Wednesday, October 22, 2014

Renovations...Polishing the floor

First of all, Happy Birthday to me! I'm now only 1 year off scary.

As luck would have it, today's post is on of my favourite results of our home renovation, polishing the floor. A lot of what we were doing was leading up to the floor and it was the last piece of major work before we could really start living there. I'm so happy with the results, we get a lot of complements on it and it's super shiny. The decision to go gloss vs matte wasn't a hard one for me, matte is a bit on trend but high gloss is definitely classic and really brings out the natural colours of the timber.

Our schedule for the week ended up something like this:

- Weekend - sanding the floors
- Monday night - returning the drum and edge sanders and picking up an orbital, cleaning all the dust from everything and very very lightly mopping the floor
- Tuesday night - first coat of two-pack polish (finished just before 11pm) [We used Urethane Duothane]
- Wednesday night - scratch sanding the first coat, another lot of cleanup and the second coat of polish (finished after 11pm)
- Thursday night - repeat of Wednesday
- Friday night - admired our shiny new floors (though we also noticed lots of flaws)

By the next weekend we were exhausted, we were staying at my parents place while we couldn't be on the floors so were barely home before midnight each night. We had a bit of a rest on the weekend at least, the floors couldn't have any heavy traffic or furniture on them for 7-10 days so there wasn't much we could do inside. Instead, SJ got to work in the garden and I did little jobs. During the week we also had our gutters replaced, had an escalation in our possum problem and I worked on a rug I am making...but I'll save them for another post.

Living area

Living and Hallway

The dining/kitchen doorway (taken at night), most of the scratches came out

The kitchen

The kitchen again
Bed 2

Main bedroom

Hallway/Toilet space. The change in timber colour is noticeable but I like it

And finally, Bed 3

Monday, October 20, 2014

Renovations...Sanding the floor

Once the house was painted we could finally, finally sand and polish the timber floor. You may, like many of our family and friends, believe that the floors look great as they are based on the photographs I've shared. I'm sorry to say, I've deceived you. I usually took photographs of the house and the end of each stage of work when we had cleaned everything up. This usually involved me mopping the floors so I took photos immediately a result, in some shots we appear to have beautifully polished floors. We didn't.

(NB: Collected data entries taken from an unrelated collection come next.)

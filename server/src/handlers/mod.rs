use crate::connection::ws_index;
use crate::handlers::compile::configure_compile_handlers;
use crate::handlers::health::configure_health_handlers;
use actix_web::web;

mod compile;
mod health;

pub fn root(cfg: &mut web::ServiceConfig) {
    cfg.service(web::resource("/ws/").route(web::get().to(ws_index)));
    cfg.service(web::resource("/ws").route(web::get().to(ws_index)));

    configure_compile_handlers(cfg);
    configure_health_handlers(cfg);
}
use clap::Parser;
use std::time::Duration;

#[derive(Debug, Clone, Parser)]
#[command(name = "collab-server", about = "Relay server for the collaborative workspace")]
pub struct Config {
    #[arg(long, env = "COLLAB_HOST", default_value = "127.0.0.1")]
    pub host: String,

    #[arg(long, env = "COLLAB_PORT", default_value_t = 8080)]
    pub port: u16,

    /// Artificial latency of the compile endpoint.
    #[arg(long, env = "COLLAB_EXECUTION_DELAY_MS", default_value_t = 1000)]
    pub execution_delay_ms: u64,

    /// Origin allowed by CORS. Any origin when omitted.
    #[arg(long, env = "COLLAB_ALLOWED_ORIGIN")]
    pub allowed_origin: Option<String>,

    /// Capacity of each connection's outbound queue.
    #[arg(long, env = "COLLAB_CHANNEL_CAPACITY", default_value_t = 64)]
    pub channel_capacity: usize,
}

#[derive(Debug, Clone)]
pub struct RelaySettings {
    pub channel_capacity: usize,
}

#[derive(Debug, Clone)]
pub struct ExecutionSettings {
    pub delay: Duration,
}

impl Config {
    pub fn relay_settings(&self) -> RelaySettings {
        RelaySettings {
            channel_capacity: self.channel_capacity.max(1),
        }
    }

    pub fn execution_settings(&self) -> ExecutionSettings {
        ExecutionSettings {
            delay: Duration::from_millis(self.execution_delay_ms),
        }
    }
}
pub extern crate actix_web;

pub mod config;
pub mod connection;
mod connection_tx_storage;
pub mod error;
pub mod handlers;
pub mod server;
use actix_web::http::StatusCode;
use actix_web::{HttpResponse, ResponseError};
use collab_system::UnsupportedLanguage;
use serde::Serialize;
use thiserror::Error;

#[derive(Debug, Error)]
pub enum CompileError {
    #[error("Code and language are required")]
    MissingFields,
    #[error("Empty code submission")]
    EmptySubmission,
    #[error(transparent)]
    UnsupportedLanguage(#[from] UnsupportedLanguage),
    /// The cause is logged, never sent to the client.
    #[error("Failed to process code")]
    Unreadable(String),
}

#[derive(Serialize)]
struct ErrorBody {
    error: String,
}

impl ResponseError for CompileError {
    fn status_code(&self) -> StatusCode {
        match self {
            CompileError::Unreadable(_) => StatusCode::INTERNAL_SERVER_ERROR,
            _ => StatusCode::BAD_REQUEST,
        }
    }

    fn error_response(&self) -> HttpResponse {
        if let CompileError::Unreadable(cause) = self {
            log::error!("Compilation error: {}", cause);
        }
        HttpResponse::build(self.status_code()).json(ErrorBody {
            error: self.to_string(),
        })
    }
}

The floor has an original coat of sealer applied after the kitchen was installed but before most of the house was carpeted. It makes the floors appear finished but if you had seen them in person you'd know there was marks from carpet underlay, plenty of nail holes from the carpet, hundreds of tack holes from the kitchen lino (one every 10cm!), unpolished areas of floor (under the kitchen benches and a random part of the hallway) and lots of scratches and dents on the originally exposed areas of flooring (the dining room and hallway).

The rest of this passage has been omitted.